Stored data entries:
• • • • • • •

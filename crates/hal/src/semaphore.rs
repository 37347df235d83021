// Copyright 2025 Irreducible Inc.

use std::{
	fmt,
	sync::{Arc, Condvar, Mutex},
	time::Duration,
};

use bitflags::bitflags;
use itertools::Itertools;

use crate::{
	error::{ensure_argument, invalid_argument},
	resource::{Resource, ResourceId},
	timeout::Timeout,
	Error,
};

/// Upper bound on a single blocking slice when waiting on semaphores that report to different
/// notifiers. A change on any notifier other than the one being slept on is observed at most this
/// late.
pub const MIXED_NOTIFIER_POLL_INTERVAL: Duration = Duration::from_millis(1);

/// Wakes threads blocked on semaphore state changes.
///
/// Every semaphore reports to one notifier. Devices share a notifier between all semaphores they
/// create so that a single wait can observe all of them.
#[derive(Debug, Default)]
pub struct Notifier {
	epoch: Mutex<u64>,
	changed: Condvar,
}

impl Notifier {
	pub fn new() -> Arc<Self> {
		Arc::new(Self::default())
	}

	/// Current change counter. Read it before checking a condition, then pass it to
	/// [`Self::wait_for_change`] so a change between the check and the wait is not missed.
	pub fn epoch(&self) -> u64 {
		*self.epoch.lock().expect("mutex is always available")
	}

	pub fn notify(&self) {
		let mut epoch = self.epoch.lock().expect("mutex is always available");
		*epoch = epoch.wrapping_add(1);
		self.changed.notify_all();
	}

	/// Blocks until the epoch differs from `seen` or until `limit` elapses.
	///
	/// Returns `true` if a change was observed.
	pub fn wait_for_change(&self, seen: u64, limit: Option<Duration>) -> bool {
		let epoch = self.epoch.lock().expect("mutex is always available");
		match limit {
			Some(limit) => {
				let (epoch, _) = self
					.changed
					.wait_timeout_while(epoch, limit, |epoch| *epoch == seen)
					.expect("mutex is always available");
				*epoch != seen
			}
			None => {
				let _epoch = self
					.changed
					.wait_while(epoch, |epoch| *epoch == seen)
					.expect("mutex is always available");
				true
			}
		}
	}
}

#[derive(Debug)]
struct SemaphoreState {
	value: u64,
	failure: Option<String>,
}

/// A timeline semaphore: a monotonically increasing 64-bit payload.
pub struct Semaphore {
	id: ResourceId,
	state: Mutex<SemaphoreState>,
	notifier: Arc<Notifier>,
}

impl Semaphore {
	/// Creates a semaphore with its own notifier.
	pub fn new(initial_value: u64) -> Arc<Self> {
		Self::with_notifier(initial_value, Notifier::new())
	}

	pub fn with_notifier(initial_value: u64, notifier: Arc<Notifier>) -> Arc<Self> {
		Arc::new(Self {
			id: ResourceId::next(),
			state: Mutex::new(SemaphoreState {
				value: initial_value,
				failure: None,
			}),
			notifier,
		})
	}

	pub fn id(&self) -> ResourceId {
		self.id
	}

	pub fn notifier(&self) -> &Arc<Notifier> {
		&self.notifier
	}

	/// Current payload, or the failure the semaphore was put into.
	pub fn query(&self) -> Result<u64, Error> {
		let state = self.state.lock().expect("mutex is always available");
		match &state.failure {
			Some(message) => Err(Error::SemaphoreFailed(message.clone())),
			None => Ok(state.value),
		}
	}

	/// Advances the payload to `value`, which must be greater than the current one.
	pub fn signal(&self, value: u64) -> Result<(), Error> {
		{
			let mut state = self.state.lock().expect("mutex is always available");
			if let Some(message) = &state.failure {
				return Err(Error::SemaphoreFailed(message.clone()));
			}
			ensure_argument!(
				value > state.value,
				"semaphore {} payload must increase monotonically: current {}, requested {}",
				self.id,
				state.value,
				value
			);
			state.value = value;
		}
		tracing::trace!(semaphore = %self.id, value, "semaphore signaled");
		self.notifier.notify();
		Ok(())
	}

	/// Puts the semaphore into a permanent failure state. The first failure wins.
	pub fn fail(&self, message: impl Into<String>) {
		{
			let mut state = self.state.lock().expect("mutex is always available");
			if state.failure.is_some() {
				return;
			}
			let message = message.into();
			tracing::debug!(semaphore = %self.id, %message, "semaphore failed");
			state.failure = Some(message);
		}
		self.notifier.notify();
	}

	/// Whether the payload has reached `value`. Fails if the semaphore has failed.
	pub fn has_reached(&self, value: u64) -> Result<bool, Error> {
		Ok(self.query()? >= value)
	}

	/// Blocks the calling thread until the payload reaches `value`.
	pub fn wait(self: &Arc<Self>, value: u64, timeout: Timeout) -> Result<(), Error> {
		let semaphores = [Arc::clone(self)];
		SemaphoreList::new(&semaphores, &[value]).wait_on_host(WaitMode::All, timeout)
	}
}

impl Resource for Semaphore {
	fn resource_id(&self) -> ResourceId {
		self.id
	}
}

impl fmt::Debug for Semaphore {
	fn fmt(&self, f: &mut fmt::Formatter<'_>) -> fmt::Result {
		let state = self.state.lock().expect("mutex is always available");
		f.debug_struct("Semaphore")
			.field("id", &self.id)
			.field("value", &state.value)
			.field("failure", &state.failure)
			.finish()
	}
}

/// Whether a wait is satisfied by every timepoint or by any one of them.
#[derive(Debug, Clone, Copy, PartialEq, Eq, Default)]
pub enum WaitMode {
	#[default]
	All,
	Any,
}

bitflags! {
	/// How a device can interact with a semaphore.
	#[derive(Debug, Clone, Copy, PartialEq, Eq, Hash)]
	pub struct SemaphoreCompatibility: u32 {
		const HOST_WAIT = 1 << 0;
		const DEVICE_WAIT = 1 << 1;
		const HOST_SIGNAL = 1 << 2;
		const DEVICE_SIGNAL = 1 << 3;

		const NONE = 0;
		const HOST_ONLY = Self::HOST_WAIT.bits() | Self::HOST_SIGNAL.bits();
		const DEVICE_ONLY = Self::DEVICE_WAIT.bits() | Self::DEVICE_SIGNAL.bits();
		const ALL = Self::HOST_ONLY.bits() | Self::DEVICE_ONLY.bits();
	}
}

/// An ordered list of `(semaphore, payload)` timepoints, as two parallel slices.
///
/// The slices must have equal length; [`Self::validate`] rejects lists where they do not. An empty
/// list means no synchronization is required.
#[derive(Debug, Clone, Copy, Default)]
pub struct SemaphoreList<'a> {
	semaphores: &'a [Arc<Semaphore>],
	payload_values: &'a [u64],
}

/// An owned copy of a validated [`SemaphoreList`], retained by backends across asynchronous work.
pub type Timepoints = Vec<(Arc<Semaphore>, u64)>;

impl<'a> SemaphoreList<'a> {
	pub const fn empty() -> Self {
		Self {
			semaphores: &[],
			payload_values: &[],
		}
	}

	/// Wraps the slices without checking them.
	pub const fn new(semaphores: &'a [Arc<Semaphore>], payload_values: &'a [u64]) -> Self {
		Self {
			semaphores,
			payload_values,
		}
	}

	/// Number of timepoints. For malformed lists this is the longer of the two slices.
	pub fn len(&self) -> usize {
		self.semaphores.len().max(self.payload_values.len())
	}

	pub fn is_empty(&self) -> bool {
		self.len() == 0
	}

	pub fn semaphores(&self) -> &'a [Arc<Semaphore>] {
		self.semaphores
	}

	pub fn payload_values(&self) -> &'a [u64] {
		self.payload_values
	}

	/// Checks that every semaphore has exactly one payload.
	pub fn validate(&self, name: &str) -> Result<(), Error> {
		if self.semaphores.len() != self.payload_values.len() {
			invalid_argument!(
				"{name} semaphore list is malformed: {} semaphores but {} payload values",
				self.semaphores.len(),
				self.payload_values.len()
			);
		}
		Ok(())
	}

	pub fn iter(&self) -> impl Iterator<Item = (&'a Arc<Semaphore>, u64)> + 'a {
		let (semaphores, payload_values) = (self.semaphores, self.payload_values);
		semaphores.iter().zip(payload_values.iter().copied())
	}

	pub fn to_timepoints(&self) -> Timepoints {
		self.iter()
			.map(|(semaphore, value)| (Arc::clone(semaphore), value))
			.collect()
	}

	/// Evaluates the wait condition without blocking.
	pub fn is_satisfied(&self, mode: WaitMode) -> Result<bool, Error> {
		timepoints_satisfied(self.iter(), mode)
	}

	/// Signals every timepoint from the host.
	pub fn signal_on_host(&self) -> Result<(), Error> {
		self.iter()
			.try_for_each(|(semaphore, value)| semaphore.signal(value))
	}

	/// Fails every semaphore in the list with the same message.
	pub fn fail_all(&self, message: &str) {
		for semaphore in self.semaphores {
			semaphore.fail(message);
		}
	}

	/// Blocks the calling thread until the wait condition holds or `timeout` elapses.
	///
	/// Any failed semaphore in the list fails the wait. Semaphores reporting to a single notifier
	/// are waited on without polling; mixed lists poll at [`MIXED_NOTIFIER_POLL_INTERVAL`].
	pub fn wait_on_host(&self, mode: WaitMode, timeout: Timeout) -> Result<(), Error> {
		self.validate("wait")?;
		let Some(first) = self.semaphores.first() else {
			return Ok(());
		};
		let notifier = first.notifier();
		let shared_notifier = self
			.semaphores
			.iter()
			.map(|semaphore| Arc::as_ptr(semaphore.notifier()))
			.all_equal();
		let deadline = timeout.deadline();

		loop {
			let epoch = notifier.epoch();
			if self.is_satisfied(mode)? {
				return Ok(());
			}
			let remaining = match deadline {
				Some(deadline) => {
					let now = std::time::Instant::now();
					if now >= deadline {
						return Err(Error::DeadlineExceeded);
					}
					Some(deadline - now)
				}
				None => None,
			};
			let limit = if shared_notifier {
				remaining
			} else {
				Some(remaining.map_or(MIXED_NOTIFIER_POLL_INTERVAL, |remaining| {
					remaining.min(MIXED_NOTIFIER_POLL_INTERVAL)
				}))
			};
			notifier.wait_for_change(epoch, limit);
		}
	}
}

/// Signals every timepoint after completed work, continuing past timepoints that reject the value.
///
/// The work has already taken effect, so a rejected signal is logged rather than returned.
pub fn publish_signals<'a>(timepoints: impl IntoIterator<Item = (&'a Arc<Semaphore>, u64)>) {
	for (semaphore, value) in timepoints {
		if let Err(err) = semaphore.signal(value) {
			tracing::warn!(semaphore = %semaphore.id(), value, %err, "failed to signal semaphore");
		}
	}
}

/// Evaluates a wait condition over owned or borrowed timepoints.
pub fn timepoints_satisfied<'a>(
	timepoints: impl IntoIterator<Item = (&'a Arc<Semaphore>, u64)>,
	mode: WaitMode,
) -> Result<bool, Error> {
	let mut any = false;
	let mut all = true;
	for (semaphore, value) in timepoints {
		if semaphore.has_reached(value)? {
			any = true;
		} else {
			all = false;
		}
	}
	Ok(match mode {
		WaitMode::All => all,
		WaitMode::Any => any,
	})
}
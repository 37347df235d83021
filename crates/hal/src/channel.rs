// Copyright 2025 Irreducible Inc.

use std::fmt::Debug;

use auto_impl::auto_impl;

use crate::Error;

/// Supplies collective-communication defaults to a device, for example the rank of this process
/// within a multi-process job.
#[auto_impl(&, Arc, Box)]
pub trait ChannelProvider: Debug + Send + Sync {
	/// Returns `(rank, count)` for the default channel.
	fn query_default_rank_and_count(&self) -> Result<(usize, usize), Error>;
}

/// A provider with a fixed rank and participant count.
#[derive(Debug, Clone, Copy, PartialEq, Eq)]
pub struct StaticChannelProvider {
	pub rank: usize,
	pub count: usize,
}

impl ChannelProvider for StaticChannelProvider {
	fn query_default_rank_and_count(&self) -> Result<(usize, usize), Error> {
		if self.rank >= self.count {
			return Err(Error::OutOfRange(format!(
				"channel rank {} is not below participant count {}",
				self.rank, self.count
			)));
		}
		Ok((self.rank, self.count))
	}
}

• • • • • • •

◆ PROBLEM REQUIREMENTS ◆
Check each line above for the string "work" and copy those that have it.

◆ YOUR RESPONSE ◆
/// An owned copy of a validated [`SemaphoreList`], retained by backends across asynchronous work.
/// Signals every timepoint after completed work, continuing past timepoints that reject the value.
/// The work has already taken effect, so a rejected signal is logged rather than returned.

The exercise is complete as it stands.